A simple test kit enables everyone, children and adults, to sample local water bodies for a set of water quality parameters including temperature, acidity (pH), clarity (turbidity) and dissolved oxygen (DO). Results are then shared with participating communities around the globe through the WWMC website.
World Water Monitoring Day is celebrated on September 18. It was initially chosen to be a month later (October 18) to recognize the anniversary of the US Clean Water Act, which was enacted by the US Congress in 1972 to restore and protect the country’s water resources. In 2007, the date was changed to facilitate participation in parts of the world where temperatures reach freezing at that time.

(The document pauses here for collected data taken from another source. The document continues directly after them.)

//! The seam between the globe and whatever shows it: surface size, frame
//! scheduling and resize notification.

/// Token for one scheduled frame. A frame delivered with any handle other
/// than the live one is stale and ignored.
#[derive(Clone, Copy, Debug, PartialEq, Eq, Hash)]
pub struct AnimationHandle(pub u64);

/// Registration in the host's resize listener registry.
#[derive(Clone, Copy, Debug, PartialEq, Eq, Hash)]
pub struct ListenerId(pub u64);

pub trait Host {
    /// Current drawable size in physical pixels.
    fn surface_size(&self) -> (u32, u32);

    /// Schedule one frame callback.
    fn request_frame(&mut self) -> AnimationHandle;

    /// Cancel a scheduled frame. Unknown or already-delivered handles are ignored.
    fn cancel_frame(&mut self, handle: AnimationHandle);

    fn add_resize_listener(&mut self) -> ListenerId;

    fn remove_resize_listener(&mut self, id: ListenerId);
}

In 2006, ACWF transferred coordination of the event to the Water Environment Federation (WEF) and the International Water Association (IWA). The collective goal was to expand participation to one million people in 100 countries by 2012. In January 2015 the management of World Water Monitoring Day was again transferred – this time to Phillipe Cousteau’s educational non-profit EarthEcho International.
2008 saw students from Indonesia to Arkansas taking part in water sampling to bring attention to the importance of water quality.